Where do you live? In a house

how do you know when you're a man? massive erection.

I just pooped in my boyfriends mouth. He ate it. Ps. I am a boy

finding out that when you had sex with that prostitute, you severely injured your urethra tube and you cannot create urine or spurm.

A priest, R Kelly, and Michael Jackson walk into a bar. They proceed to molest small children.

Man 1: HEY DUDE! Man 2: Go shoot yourself

refridgrator

What's the difference between a black businessman and a white businessman? Their skin colour.

theres a kitten stuck in a tree, whats wrong? it's dead

Boner

Your mom is so fat that she steps on the scale and sees a relatively large number compared to the rest of human society.

The jets are a good team..

who is jacked and looks like a beast? • James Cornish

A pregnant woman walks into a bar and miscarries.

your social life.

I like peanuts.

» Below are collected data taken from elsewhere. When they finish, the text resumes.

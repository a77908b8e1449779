/*
[INPUT]:  Active read client and the target contract address
[OUTPUT]: Wholesale task-list replacement in the store
[POS]:    Read synchronizer - on-demand ledger reload, race-safe
[UPDATE]: When the read call or the stale-result fencing changes
*/

use std::sync::atomic::{AtomicU64, Ordering};

use tracing::debug;

use taskchain_adapter::Address;

use crate::session::ClientCell;
use crate::store::{Action, Store};

/// On-demand full reload of the task list; idempotent and cancel-safe.
pub struct ReadSynchronizer {
    store: Store,
    clients: ClientCell,
    contract: Address,
    seq: AtomicU64,
}

impl ReadSynchronizer {
    pub fn new(store: Store, clients: ClientCell, contract: Address) -> Self {
        Self {
            store,
            clients,
            contract,
            seq: AtomicU64::new(0),
        }
    }

    /// Reload the task collection from the ledger.
    ///
    /// No-op without a read client. Concurrent invocations are resolved by a
    /// monotonic sequence stamp: only the most recently started call applies
    /// its result. Results from before a connect/disconnect (store
    /// generation change) are likewise discarded.
    pub async fn load_tasks(&self) {
        let Some(read) = self.clients.read().await else {
            debug!("no read client installed; skipping task reload");
            return;
        };

        let my_seq = self.seq.fetch_add(1, Ordering::SeqCst) + 1;
        let generation_at_start = self.store.generation().await;

        self.store.dispatch(Action::SetLoading(true)).await;
        self.store.dispatch(Action::ClearError).await;

        let result = read.get_tasks(&self.contract).await;

        let latest = self.seq.load(Ordering::SeqCst);
        let generation_now = self.store.generation().await;
        if my_seq == latest && generation_now == generation_at_start {
            match result {
                Ok(tasks) => {
                    debug!(count = tasks.len(), "task list reloaded");
                    self.store.dispatch(Action::SetTasks(tasks)).await;
                }
                Err(err) => {
                    // Task collection keeps its last-known value on failure.
                    self.store.dispatch(Action::Error(err.user_message())).await;
                }
            }
        } else {
            debug!(
                my_seq,
                latest,
                generation_at_start,
                generation_now,
                "discarding stale task reload result"
            );
        }

        self.store.dispatch(Action::SetLoading(false)).await;
    }
}
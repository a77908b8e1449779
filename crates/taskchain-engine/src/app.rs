/*
[INPUT]:  Injected wallet/ledger providers and the configured contract address
[OUTPUT]: UI-facing state snapshot plus the callable action surface
[POS]:    Application facade - wires store, managers, and orchestrators
[UPDATE]: When the view-layer surface gains or loses actions
*/

use std::sync::Arc;

use tracing::debug;

use taskchain_adapter::{
    chain,
    config,
    Address,
    ChainIdentity,
    ContractCall,
    EventSource,
    ReadClient,
    Result,
    WalletProvider,
    WriteClient,
};

use crate::connection::ConnectionManager;
use crate::session::ClientCell;
use crate::store::{AppState, Store};
use crate::sync::ReadSynchronizer;
use crate::watcher::EventWatcher;
use crate::writer::WriteOrchestrator;

/// The application facade handed to the view layer.
///
/// Created once at startup and alive for the process lifetime; all state
/// reaches the UI through [`TaskchainApp::snapshot`].
pub struct TaskchainApp {
    store: Store,
    clients: ClientCell,
    contract: Address,
    connection: ConnectionManager,
    sync: Arc<ReadSynchronizer>,
    watcher: EventWatcher,
    writer: WriteOrchestrator,
    read: Arc<dyn ReadClient>,
}

impl TaskchainApp {
    /// Wire the engine against injected providers.
    ///
    /// `configured_address` follows the config contract: malformed or unset
    /// values silently fall back to the default deployment.
    pub fn new(
        configured_address: Option<&str>,
        wallet: Arc<dyn WalletProvider>,
        read: Arc<dyn ReadClient>,
        write: Arc<dyn WriteClient>,
        events: Arc<dyn EventSource>,
    ) -> Self {
        let contract = config::contract_address(configured_address);
        let store = Store::new(contract.clone());
        let clients = ClientCell::new();
        let sync = Arc::new(ReadSynchronizer::new(
            store.clone(),
            clients.clone(),
            contract.clone(),
        ));
        let connection = ConnectionManager::new(
            store.clone(),
            clients.clone(),
            wallet,
            read.clone(),
            write,
        );
        let watcher = EventWatcher::new(store.clone(), sync.clone(), events);
        let writer = WriteOrchestrator::new(store.clone(), clients.clone(), contract.clone());

        Self {
            store,
            clients,
            contract,
            connection,
            sync,
            watcher,
            writer,
            read,
        }
    }

    /// Bring up the read-only session: install the read client, establish
    /// the event subscription, backfill history, and load the task list.
    /// Reads need no signer; `connect` only adds write capability.
    pub async fn start(&self) -> Result<()> {
        self.clients.set_read(Some(self.read.clone())).await;
        self.watcher.watch(&self.contract).await?;
        self.watcher.backfill(&self.contract).await;
        self.sync.load_tasks().await;
        debug!(contract = %self.contract, "engine started");
        Ok(())
    }

    /// Tear down background work (event subscription, wallet listener)
    pub async fn stop(&self) {
        self.watcher.unwatch().await;
        self.connection.shutdown().await;
    }

    pub async fn snapshot(&self) -> AppState {
        self.store.snapshot().await
    }

    pub fn contract_address(&self) -> &Address {
        &self.contract
    }

    /// Identity of the currently connected chain, for display and links
    pub async fn chain_identity(&self) -> ChainIdentity {
        let chain_id = self.store.snapshot().await.chain_id;
        chain::identify(chain_id, None)
    }

    pub async fn connect(&self) -> Result<()> {
        self.connection.connect().await
    }

    pub async fn disconnect(&self) -> Result<()> {
        self.connection.disconnect().await
    }

    pub async fn load_tasks(&self) {
        self.sync.load_tasks().await;
    }

    /// Create a task; the typical continuation is a task reload, see
    /// [`TaskchainApp::reload_on_success`]
    pub async fn create_task<F, Fut>(&self, description: String, on_success: F) -> Result<()>
    where
        F: FnOnce() -> Fut + Send,
        Fut: std::future::Future<Output = ()> + Send,
    {
        self.writer
            .submit(ContractCall::CreateTask { description }, on_success)
            .await
    }

    pub async fn update_task<F, Fut>(
        &self,
        id: u64,
        description: String,
        on_success: F,
    ) -> Result<()>
    where
        F: FnOnce() -> Fut + Send,
        Fut: std::future::Future<Output = ()> + Send,
    {
        self.writer
            .submit(ContractCall::UpdateTask { id, description }, on_success)
            .await
    }

    pub async fn complete_task<F, Fut>(&self, id: u64, on_success: F) -> Result<()>
    where
        F: FnOnce() -> Fut + Send,
        Fut: std::future::Future<Output = ()> + Send,
    {
        self.writer
            .submit(ContractCall::CompleteTask { id }, on_success)
            .await
    }

    /// Mint tokens to `to`; no implicit reload, tokens are not tasks
    pub async fn mint<F, Fut>(&self, to: Address, on_success: F) -> Result<()>
    where
        F: FnOnce() -> Fut + Send,
        Fut: std::future::Future<Output = ()> + Send,
    {
        self.writer.submit(ContractCall::Mint { to }, on_success).await
    }

    pub async fn transfer<F, Fut>(&self, to: Address, amount: u128, on_success: F) -> Result<()>
    where
        F: FnOnce() -> Fut + Send,
        Fut: std::future::Future<Output = ()> + Send,
    {
        self.writer
            .submit(ContractCall::Transfer { to, amount }, on_success)
            .await
    }

    /// Token balance of `owner`; degrades to 0 when disconnected or on any
    /// read failure rather than surfacing an error.
    pub async fn balance_of(&self, owner: &Address) -> u128 {
        if self.store.snapshot().await.account.is_none() {
            return 0;
        }
        let Some(read) = self.clients.read().await else {
            return 0;
        };
        match read.balance_of(&self.contract, owner).await {
            Ok(balance) => balance,
            Err(err) => {
                debug!(error = %err, "balance query failed");
                0
            }
        }
    }

    /// Convenience continuation that reloads the task list
    pub fn reload_on_success(&self) -> impl std::future::Future<Output = ()> + Send + use<> {
        let sync = self.sync.clone();
        async move {
            sync.load_tasks().await;
        }
    }
}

I like peanuts. I like peanuts. I'm allergic to peanuts. DAMIT

Grandma got ran over by a reindeer. She died

I'm getting tired of nazi jokes. ANNE FRANKly I'm quite offended

a horse walks into a bar the bartender says "why such the long face?" the horse is now crying in tears because the bartender made him. by Brennan pickrell

u suck

Why did the man talk to the potato? Because hes stupid.

Q: What do you call the first black guy who swam in the ocean? A: Triangle.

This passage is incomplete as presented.